Writing software when one has never been
in the plant in one's life and doesn't know
how it works is much more difficult, and
the result will reflect that. We still maintain
that touch with all the industries here in
the region. But of course we need to think
innovatively and aggressively, in a positive
sense, in terms of expansion outside
the Czech Republic.
To lighten things up at the end, tell us
how you recharge your batteries. Do you
have a favourite place in the MoravianSilesian Region?

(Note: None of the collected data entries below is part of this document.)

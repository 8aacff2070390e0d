use crate::infrastructure::config::FetchConfig;
use reqwest::header::USER_AGENT;
use summarizer_errors::AppError;
use url::Url;

const ALLOWED_SCHEMES: &[&str] = &["http", "https"];

/// Raw response body on success. Failures carry a human-readable detail.
pub type FetchResult = Result<Vec<u8>, AppError>;

pub struct PageFetcher {
    http_client: reqwest::Client,
    user_agent: String,
}

impl PageFetcher {
    pub fn new(config: &FetchConfig) -> Result<Self, AppError> {
        let http_client = reqwest::Client::builder()
            .timeout(config.timeout)
            .build()
            .map_err(|e| AppError::Configuration(format!("Failed to create HTTP client: {}", e)))?;

        Ok(Self {
            http_client,
            user_agent: config.user_agent.clone(),
        })
    }

    /// Prepends `http://` when the input carries no scheme.
    pub fn normalize_url(url: &str) -> Result<Url, AppError> {
        let url = url.trim();

        if url.is_empty() {
            return Err(AppError::InvalidUrl("URL must not be empty".to_string()));
        }

        let candidate = if has_scheme(url) {
            url.to_string()
        } else {
            format!("http://{}", url)
        };

        let parsed = Url::parse(&candidate)
            .map_err(|e| AppError::InvalidUrl(format!("{}: {}", url, e)))?;

        if !ALLOWED_SCHEMES.contains(&parsed.scheme()) {
            return Err(AppError::InvalidUrl(format!(
                "only HTTP and HTTPS are supported, got {}",
                parsed.scheme()
            )));
        }

        if parsed.host_str().is_none() {
            return Err(AppError::InvalidUrl(format!("{} has no host", url)));
        }

        Ok(parsed)
    }

    /// One GET, no retries. Any transport error or non-2xx status is a `FetchFailed`.
    pub async fn fetch(&self, url: &str) -> FetchResult {
        let parsed_url = Self::normalize_url(url)?;
        tracing::info!("Fetching {}", parsed_url);

        let response = self
            .http_client
            .get(parsed_url.as_str())
            .header(USER_AGENT, &self.user_agent)
            .send()
            .await
            .map_err(|e| AppError::FetchFailed(e.to_string()))?;

        let status = response.status();
        if !status.is_success() {
            return Err(AppError::FetchFailed(format!("HTTP {}", status)));
        }

        let body = response
            .bytes()
            .await
            .map_err(|e| AppError::FetchFailed(e.to_string()))?;

        tracing::debug!("Fetched {} bytes from {}", body.len(), parsed_url);
        Ok(body.to_vec())
    }
}

/// True when the text before the first `://` is a syntactically valid scheme,
/// so `://` inside a path or query string does not count.
fn has_scheme(url: &str) -> bool {
    let Some((scheme, _)) = url.split_once("://") else {
        return false;
    };

    let mut chars = scheme.chars();
    chars.next().is_some_and(|c| c.is_ascii_alphabetic())
        && chars.all(|c| c.is_ascii_alphanumeric() || matches!(c, '+' | '.' | '-'))
}
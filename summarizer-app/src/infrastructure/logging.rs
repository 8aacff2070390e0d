use super::config::AppConfig;
use tracing_subscriber::EnvFilter;

/// Installs the global `tracing` subscriber. `RUST_LOG` wins over `LOG_LEVEL` when set.
pub fn init_logging(config: &AppConfig) {
    let filter = EnvFilter::try_from_default_env()
        .unwrap_or_else(|_| EnvFilter::new(level_directive(&config.log_level)));

    tracing_subscriber::fmt()
        .with_env_filter(filter)
        .with_target(config.debug)
        .with_file(config.debug)
        .with_line_number(config.debug)
        .init();
}

/// Maps a `LOG_LEVEL` value onto a tracing level directive. Unknown names fall back to `info`.
pub fn level_directive(log_level: &str) -> &'static str {
    match log_level.trim().to_uppercase().as_str() {
        "TRACE" => "trace",
        "DEBUG" => "debug",
        "WARN" | "WARNING" => "warn",
        "ERROR" | "CRITICAL" => "error",
        "OFF" => "off",
        _ => "info",
    }
}
use super::{CompletionClient, FinancialAnalyst};
use crate::domain::{AnalysisRequest, AnalysisType, ExtractedPage};
use crate::infrastructure::scraper::{ContentExtractor, PageFetcher};
use summarizer_errors::AppError;

/// Fetch, extract, compose, complete. Each call is a one-shot pipeline that
/// stops at the first failing stage.
pub struct SummarizationService<C> {
    fetcher: PageFetcher,
    extractor: ContentExtractor,
    analyst: FinancialAnalyst<C>,
}

impl<C: CompletionClient> SummarizationService<C> {
    pub fn new(fetcher: PageFetcher, analyst: FinancialAnalyst<C>) -> Self {
        Self {
            fetcher,
            extractor: ContentExtractor::new(),
            analyst,
        }
    }

    pub fn analyst(&self) -> &FinancialAnalyst<C> {
        &self.analyst
    }

    pub fn analysis_types(&self) -> &'static [AnalysisType] {
        &AnalysisType::ALL
    }

    /// A failed fetch is logged and yields a page with empty content.
    pub async fn extract_page(&self, url: &str) -> ExtractedPage {
        match self.fetcher.fetch(url).await {
            Ok(raw_html) => self.extractor.extract(&raw_html),
            Err(e) => {
                tracing::warn!("Error fetching {}: {}", url, e);
                ExtractedPage::new()
            }
        }
    }

    pub async fn summarize_from_url(
        &self,
        url: &str,
        analysis_type: AnalysisType,
    ) -> Result<String, AppError> {
        tracing::info!("Starting article summarization from URL: {}", url);

        let page = self.extract_page(url).await;
        if !page.has_content() {
            tracing::error!("Failed to extract content from {}", url);
            return Err(AppError::EmptyContent(url.to_string()));
        }

        tracing::debug!(
            title = %page.title,
            "Extracted {} characters from article",
            page.content.len()
        );

        let result = self
            .analyst
            .analyze(&AnalysisRequest::new(page.content, analysis_type))
            .await?;

        tracing::info!("Successfully completed {} analysis", analysis_type);
        Ok(result)
    }

    pub async fn summarize_text(
        &self,
        text: &str,
        analysis_type: AnalysisType,
    ) -> Result<String, AppError> {
        tracing::info!("Performing {} analysis on provided text", analysis_type);

        if text.trim().is_empty() {
            tracing::error!("No text provided for analysis");
            return Err(AppError::EmptyInput);
        }

        let result = self
            .analyst
            .analyze(&AnalysisRequest::new(text, analysis_type))
            .await?;

        tracing::info!("Successfully completed {} analysis", analysis_type);
        Ok(result)
    }
}

#[cfg(test)]
mod tests {
    use super::*;
    use crate::application::stub::StubCompletion;
    use crate::infrastructure::config::FetchConfig;
    use crate::infrastructure::openai::prompt;
    use wiremock::matchers::{method, path};
    use wiremock::{Mock, MockServer, ResponseTemplate};

    const ARTICLE: &str = r#"<html><head><title>Fed Week</title></head><body>
        <nav>Markets | Tech</nav>
        <article><h1>Inflation in focus</h1><p>Traders expect a cut.</p></article>
        <script>track()</script>
    </body></html>"#;

    fn service(stub: StubCompletion) -> SummarizationService<StubCompletion> {
        let fetcher = PageFetcher::new(&FetchConfig::default()).unwrap();
        SummarizationService::new(fetcher, FinancialAnalyst::new(stub))
    }

    async fn serve(body: &str, status: u16) -> MockServer {
        let server = MockServer::start().await;
        Mock::given(method("GET"))
            .and(path("/article"))
            .respond_with(ResponseTemplate::new(status).set_body_string(body))
            .mount(&server)
            .await;
        server
    }

    #[tokio::test]
    async fn test_summarize_text_blank_never_calls_completion() {
        let service = service(StubCompletion::replying("unused"));

        for text in ["", "   ", "\n\t"] {
            let err = service.summarize_text(text, AnalysisType::Summary).await.unwrap_err();
            assert_eq!(err, AppError::EmptyInput);
        }
        assert_eq!(service.analyst().client().calls(), 0);
    }

    #[tokio::test]
    async fn test_summarize_text_passes_result_through() {
        let service = service(StubCompletion::replying("  Verbatim model output.\n"));

        let result = service
            .summarize_text("Revenue grew 12%.", AnalysisType::Risks)
            .await
            .unwrap();

        assert_eq!(result, "  Verbatim model output.\n");
        let (system, user) = service.analyst().client().last_request().unwrap();
        assert_eq!(system, prompt::compose_analysis_prompt(AnalysisType::Risks));
        assert!(user.ends_with("Revenue grew 12%."));
    }

    #[tokio::test]
    async fn test_summarize_from_url_sends_extracted_content() {
        let server = serve(ARTICLE, 200).await;
        let service = service(StubCompletion::replying("A cut is expected."));

        let result = service
            .summarize_from_url(&format!("{}/article", server.uri()), AnalysisType::Summary)
            .await
            .unwrap();

        assert_eq!(result, "A cut is expected.");
        let (_, user) = service.analyst().client().last_request().unwrap();
        assert_eq!(
            user,
            "Here is the content to analyze:\n\nInflation in focus\nTraders expect a cut."
        );
    }

    #[tokio::test]
    async fn test_summarize_from_url_rate_limited_is_failure() {
        let server = serve(ARTICLE, 200).await;
        let service = service(StubCompletion::failing(AppError::RateLimited));

        let err = service
            .summarize_from_url(&format!("{}/article", server.uri()), AnalysisType::Summary)
            .await
            .unwrap_err();

        assert_eq!(err, AppError::RateLimited);
        assert_eq!(service.analyst().client().calls(), 1);
    }

    #[tokio::test]
    async fn test_summarize_from_url_fetch_failure_is_empty_content() {
        let server = serve("gone", 404).await;
        let service = service(StubCompletion::replying("unused"));

        let err = service
            .summarize_from_url(&format!("{}/article", server.uri()), AnalysisType::Summary)
            .await
            .unwrap_err();

        assert!(matches!(err, AppError::EmptyContent(_)));
        assert_eq!(service.analyst().client().calls(), 0);
    }

    #[tokio::test]
    async fn test_summarize_from_url_chrome_only_page_is_empty_content() {
        let server = serve(
            "<html><body><nav>Home</nav><script>app()</script><div> </div></body></html>",
            200,
        )
        .await;
        let service = service(StubCompletion::replying("unused"));

        let err = service
            .summarize_from_url(&format!("{}/article", server.uri()), AnalysisType::KeyPoints)
            .await
            .unwrap_err();

        assert!(matches!(err, AppError::EmptyContent(_)));
        assert_eq!(service.analyst().client().calls(), 0);
    }

    #[tokio::test]
    async fn test_extract_page_keeps_title() {
        let server = serve(ARTICLE, 200).await;
        let service = service(StubCompletion::replying("unused"));

        let page = service.extract_page(&format!("{}/article", server.uri())).await;

        assert_eq!(page.title, "Fed Week");
        assert!(page.has_content());
    }

    #[test]
    fn test_analysis_types_lists_all_keywords() {
        let service = service(StubCompletion::replying("unused"));
        let keywords: Vec<_> = service.analysis_types().iter().map(|t| t.keyword()).collect();
        assert_eq!(keywords, vec!["summary", "key_points", "action_items", "risks"]);
    }
}
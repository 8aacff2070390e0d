use super::types::{ChatCompletionRequest, ChatCompletionResponse, ErrorEnvelope};
use crate::application::CompletionClient;
use crate::infrastructure::config::CompletionConfig;
use async_trait::async_trait;
use reqwest::StatusCode;
use summarizer_errors::AppError;

pub struct OpenAiClient {
    http_client: reqwest::Client,
    config: CompletionConfig,
}

impl OpenAiClient {
    pub fn new(config: CompletionConfig) -> Result<Self, AppError> {
        let http_client = reqwest::Client::builder()
            .timeout(config.timeout)
            .build()
            .map_err(|e| AppError::Configuration(format!("Failed to create HTTP client: {}", e)))?;

        Ok(Self {
            http_client,
            config,
        })
    }

    pub fn model(&self) -> &str {
        &self.config.model
    }

    fn endpoint(&self) -> String {
        format!(
            "{}/chat/completions",
            self.config.base_url.trim_end_matches('/')
        )
    }
}

#[async_trait]
impl CompletionClient for OpenAiClient {
    async fn complete(&self, system_prompt: &str, user_content: &str) -> Result<String, AppError> {
        let request = ChatCompletionRequest::new(
            &self.config.model,
            self.config.temperature,
            system_prompt,
            user_content,
        );

        tracing::debug!(
            model = %self.config.model,
            chars = user_content.len(),
            "Sending completion request"
        );

        let response = self
            .http_client
            .post(self.endpoint())
            .bearer_auth(&self.config.api_key)
            .json(&request)
            .send()
            .await
            .map_err(|e| {
                tracing::error!("Completion API connection error: {}", e);
                AppError::ApiError(format!("connection error: {}", e))
            })?;

        let status = response.status();

        if status == StatusCode::TOO_MANY_REQUESTS {
            tracing::error!("Rate limit exceeded. Please try again later.");
            return Err(AppError::RateLimited);
        }

        if !status.is_success() {
            let body = response.text().await.unwrap_or_default();
            let detail = serde_json::from_str::<ErrorEnvelope>(&body)
                .map(|envelope| format!("{} - {}", status, envelope.error.message))
                .unwrap_or_else(|_| status.to_string());
            tracing::error!("Completion API error: {} - {}", status, body);
            return Err(AppError::ApiError(detail));
        }

        let completion: ChatCompletionResponse = response.json().await.map_err(|e| {
            tracing::error!("Unexpected completion response: {}", e);
            AppError::Unexpected(e.to_string())
        })?;

        completion
            .choices
            .into_iter()
            .next()
            .and_then(|choice| choice.message.content)
            .ok_or_else(|| {
                tracing::error!("Completion API returned no choices");
                AppError::ApiError("No response from model".to_string())
            })
    }
}
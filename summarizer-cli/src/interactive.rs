use crate::output::{log_failure, print_help, print_section_header};
use std::io::{BufRead, Write};
use summarizer_app::domain::AnalysisType;
use summarizer_app::infrastructure::openai::prompt::DEFAULT_TOPIC;
use summarizer_app::AppContext;
use summarizer_errors::AppError;
use tokio::sync::mpsc;

#[derive(Debug, Clone, PartialEq)]
pub enum Command {
    Summarize(String),
    Analyze {
        url: String,
        analysis_type: AnalysisType,
    },
    Ask(String),
    Websites(String),
    Help,
    Exit,
}

fn usage(text: &str) -> AppError {
    AppError::InvalidCommand(format!("Usage: {}", text))
}

/// Parses one input line. Blank lines yield `None`.
pub fn parse_command(line: &str) -> Result<Option<Command>, AppError> {
    let line = line.trim();
    if line.is_empty() {
        return Ok(None);
    }

    let (head, rest) = match line.split_once(char::is_whitespace) {
        Some((head, rest)) => (head, rest.trim()),
        None => (line, ""),
    };

    let command = match head.to_lowercase().as_str() {
        "exit" => Command::Exit,
        "help" => Command::Help,
        "summarize" => {
            let url = rest
                .split_whitespace()
                .next()
                .ok_or_else(|| usage("summarize <url>"))?;
            Command::Summarize(url.to_string())
        }
        "analyze" => {
            let mut parts = rest.split_whitespace();
            let url = parts.next().ok_or_else(|| usage("analyze <url> [type]"))?;
            let analysis_type = match parts.next() {
                Some(keyword) => keyword.parse()?,
                None => AnalysisType::Summary,
            };
            Command::Analyze {
                url: url.to_string(),
                analysis_type,
            }
        }
        "ask" => {
            if rest.is_empty() {
                return Err(usage("ask <question>"));
            }
            Command::Ask(rest.to_string())
        }
        "websites" => {
            let topic = if rest.is_empty() { DEFAULT_TOPIC } else { rest };
            Command::Websites(topic.to_string())
        }
        other => {
            return Err(AppError::InvalidCommand(format!(
                "Unknown command: {}. Type 'help' for available commands.",
                other
            )))
        }
    };

    Ok(Some(command))
}

/// Reads stdin on a plain thread so a pending read never blocks runtime shutdown.
fn spawn_stdin_reader() -> mpsc::Receiver<std::io::Result<String>> {
    let (tx, rx) = mpsc::channel(1);

    std::thread::spawn(move || {
        for line in std::io::stdin().lock().lines() {
            let failed = line.is_err();
            if tx.blocking_send(line).is_err() || failed {
                break;
            }
        }
    });

    rx
}

pub async fn run_interactive(ctx: &AppContext) {
    print_section_header("Interactive Mode");
    print_help();

    let mut lines = spawn_stdin_reader();

    loop {
        print!("Enter command: ");
        let _ = std::io::stdout().flush();

        let line = match lines.recv().await {
            Some(Ok(line)) => line,
            None => {
                println!("\nExiting interactive mode.");
                break;
            }
            Some(Err(e)) => {
                tracing::error!("Error reading input: {}", e);
                break;
            }
        };

        match parse_command(&line) {
            Ok(None) => continue,
            Ok(Some(Command::Exit)) => {
                println!("Exiting interactive mode.");
                break;
            }
            Ok(Some(command)) => execute(ctx, command).await,
            Err(e) => println!("{}\n", e.user_message()),
        }
    }
}

async fn execute(ctx: &AppContext, command: Command) {
    let (result, failure) = match command {
        Command::Help => {
            print_help();
            return;
        }
        Command::Exit => return,
        Command::Summarize(url) => {
            println!("\nAnalyzing article...");
            (
                ctx.service.summarize_from_url(&url, AnalysisType::Summary).await,
                "Failed to summarize the article.",
            )
        }
        Command::Analyze { url, analysis_type } => {
            println!("\nAnalyzing article...");
            (
                ctx.service.summarize_from_url(&url, analysis_type).await,
                "Failed to analyze the article.",
            )
        }
        Command::Ask(question) => {
            println!("\nProcessing question...");
            (
                ctx.analyst().ask_question(&question, None).await,
                "Failed to process the question.",
            )
        }
        Command::Websites(topic) => {
            println!("\nGetting recommendations for: {}...", topic);
            (
                ctx.analyst().recommend_websites(&topic).await,
                "Failed to retrieve recommendations.",
            )
        }
    };

    match result {
        Ok(text) => println!("\n{}\n", text),
        Err(e) => {
            log_failure(&e);
            println!("{} {}\n", failure, e.user_message());
        }
    }
}
pub const NO_TITLE: &str = "No Title";
pub const NO_DESCRIPTION: &str = "No Description";

/// Readable view of a fetched page. `content` holds the linearized body text
/// and may be empty.
#[derive(Debug, Clone, PartialEq, Eq)]
pub struct ExtractedPage {
    pub title: String,
    pub description: String,
    pub content: String,
}

impl ExtractedPage {
    pub fn new() -> Self {
        Self {
            title: NO_TITLE.to_string(),
            description: NO_DESCRIPTION.to_string(),
            content: String::new(),
        }
    }

    pub fn with_title(mut self, title: Option<String>) -> Self {
        self.title = title.unwrap_or_else(|| NO_TITLE.to_string());
        self
    }

    pub fn with_description(mut self, description: Option<String>) -> Self {
        self.description = description.unwrap_or_else(|| NO_DESCRIPTION.to_string());
        self
    }

    pub fn with_content(mut self, content: String) -> Self {
        self.content = content;
        self
    }

    pub fn has_content(&self) -> bool {
        !self.content.trim().is_empty()
    }
}

impl Default for ExtractedPage {
    fn default() -> Self {
        Self::new()
    }
}
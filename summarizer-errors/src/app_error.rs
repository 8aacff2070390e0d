#[derive(Debug, Clone, PartialEq, thiserror::Error)]
pub enum AppError {
    #[error("Configuration error: {0}")]
    Configuration(String),

    #[error("Invalid URL: {0}")]
    InvalidUrl(String),

    #[error("Failed to fetch page: {0}")]
    FetchFailed(String),

    #[error("No readable content extracted from {0}")]
    EmptyContent(String),

    #[error("No text provided for analysis")]
    EmptyInput,

    #[error("Rate limit exceeded")]
    RateLimited,

    #[error("Completion API error: {0}")]
    ApiError(String),

    #[error("Unexpected completion error: {0}")]
    Unexpected(String),

    #[error("Invalid command: {0}")]
    InvalidCommand(String),
}

impl AppError {
    pub fn user_message(&self) -> &str {
        match self {
            Self::Configuration(_) => "Configuration is incomplete. Check your .env file.",
            Self::InvalidUrl(_) => "The URL you entered is not valid.",
            Self::FetchFailed(_) => "Could not reach the website. Make sure the URL is accessible.",
            Self::EmptyContent(_) => "Failed to extract content from the URL.",
            Self::EmptyInput => "No text provided for analysis.",
            Self::RateLimited => "Rate limit exceeded. Please try again later.",
            Self::ApiError(_) => "The completion service returned an error.",
            Self::Unexpected(_) => "Something went wrong talking to the completion service.",
            Self::InvalidCommand(msg) => msg,
        }
    }

    /// True for the failures raised at the completion client boundary.
    pub fn is_completion_failure(&self) -> bool {
        matches!(
            self,
            Self::RateLimited | Self::ApiError(_) | Self::Unexpected(_)
        )
    }
}
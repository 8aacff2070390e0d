use crate::args::{Action, Args};
use crate::output::{log_failure, print_section_header};
use clap::Parser;
use std::process::ExitCode;
use summarizer_app::domain::AnalysisType;
use summarizer_app::infrastructure::config::AppConfig;
use summarizer_app::infrastructure::logging::init_logging;
use summarizer_app::infrastructure::openai::prompt::DEFAULT_TOPIC;
use summarizer_app::AppContext;
use summarizer_errors::AppError;

mod args;
mod interactive;
mod output;

const DEMO_ARTICLE_URL: &str = "https://finance.yahoo.com/news/inflation-in-focus-as-september-fed-meeting-nears-what-to-watch-this-week-120006808.html";

#[tokio::main(flavor = "current_thread")]
async fn main() -> ExitCode {
    dotenvy::dotenv_override().ok();
    let args = Args::parse();

    let config = match AppConfig::from_env() {
        Ok(config) if args.debug => config.with_debug(),
        Ok(config) => config,
        Err(e) => {
            eprintln!("{}", e);
            return ExitCode::FAILURE;
        }
    };

    init_logging(&config);
    tracing::info!("Application started");

    let ctx = match AppContext::new(&config) {
        Ok(ctx) => ctx,
        Err(e) => {
            eprintln!("{}", e);
            tracing::error!("Failed to initialize: {}", e);
            return ExitCode::FAILURE;
        }
    };

    tokio::select! {
        succeeded = run(&ctx, &args) => {
            if succeeded {
                tracing::info!("Application completed successfully");
                ExitCode::SUCCESS
            } else {
                ExitCode::FAILURE
            }
        }
        _ = tokio::signal::ctrl_c() => {
            println!("\n\nApplication interrupted by user.");
            tracing::info!("Application interrupted by user");
            ExitCode::SUCCESS
        }
    }
}

async fn run(ctx: &AppContext, args: &Args) -> bool {
    let analysis_type = args.analysis_type();

    match args.action() {
        Action::Websites(topic) => {
            print_section_header(&format!("Financial Website Recommendations: {}", topic));
            report(
                ctx.analyst().recommend_websites(&topic).await,
                "Failed to retrieve website recommendations.",
            )
        }
        Action::Url(url) => {
            print_section_header(&format!("Analyzing Article ({})", analysis_type.label()));
            println!("URL: {}\n", url);
            report(
                ctx.service.summarize_from_url(&url, analysis_type).await,
                "Failed to summarize the article.",
            )
        }
        Action::Ask(question) => {
            print_section_header("Financial Analysis");
            println!("Question: {}\n", question);
            report(
                ctx.analyst().ask_question(&question, None).await,
                "Failed to process the question.",
            )
        }
        Action::Text(text) => {
            print_section_header(&format!("Text Analysis ({})", analysis_type.label()));
            report(
                ctx.service.summarize_text(&text, analysis_type).await,
                "Failed to analyze the text.",
            )
        }
        Action::Interactive => {
            interactive::run_interactive(ctx).await;
            true
        }
        Action::Demo => run_demo(ctx).await,
    }
}

async fn run_demo(ctx: &AppContext) -> bool {
    print_section_header("Financial Website Recommendations");
    let recommended = report(
        ctx.analyst().recommend_websites(DEFAULT_TOPIC).await,
        "Failed to retrieve website recommendations.",
    );
    if !recommended {
        return false;
    }

    print_section_header("Summarizing Yahoo Finance Article");
    println!("URL: {}\n", DEMO_ARTICLE_URL);
    report(
        ctx.service
            .summarize_from_url(DEMO_ARTICLE_URL, AnalysisType::Summary)
            .await,
        "Failed to summarize the article.",
    )
}

fn report(result: Result<String, AppError>, failure: &str) -> bool {
    match result {
        Ok(text) => {
            println!("{}", text);
            true
        }
        Err(e) => {
            log_failure(&e);
            println!("{}", failure);
            eprintln!("Error: {}", e.user_message());
            false
        }
    }
}
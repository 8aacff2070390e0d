pub mod domain;

pub mod application;

pub mod infrastructure;

mod app_context;

pub use app_context::AppContext;
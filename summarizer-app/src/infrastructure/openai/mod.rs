mod client;
pub mod prompt;
mod types;

pub use client::OpenAiClient;
pub use types::{ChatCompletionRequest, ChatCompletionResponse, Message};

Sometimes I feel like we focus a lot on
recharging batteries but not on how to
properly discharge them. I try to think of
ways to make any job easier. How to get
the best result with reasonable effort
We need to find balance. It is natural that,
when you're trying to move something
forward and build something, you're going
to do more.
You can't achieve success with mediocre
effort. But everything should be sustainable
in the long term, as we are talking about
in ecology today. I consider a successful
person to be someone who has friends,
who doesn't have a shattered personal
life, who is reasonably dedicated to his or
her physical body. The achievement on his
business card isn’t everything.
I have a deep relationship with
the Moravian-Silesian Region. My wife and
I still have parents here and I have many
friends here. I am in Ostrava every week,
whether for work or other reasons.
My wife and I like to go to the mountains.
We used to go to Lysá hora when nobody
was there yet.
Twenty-five years ago, Smrk was also a matter
of a few enthusiasts only. I have to say that
we have a lot of beautiful places in the region
that we keep coming back to. I can name the
Wallachia region for all of them.
Mr Lukáš, thank you for the interview.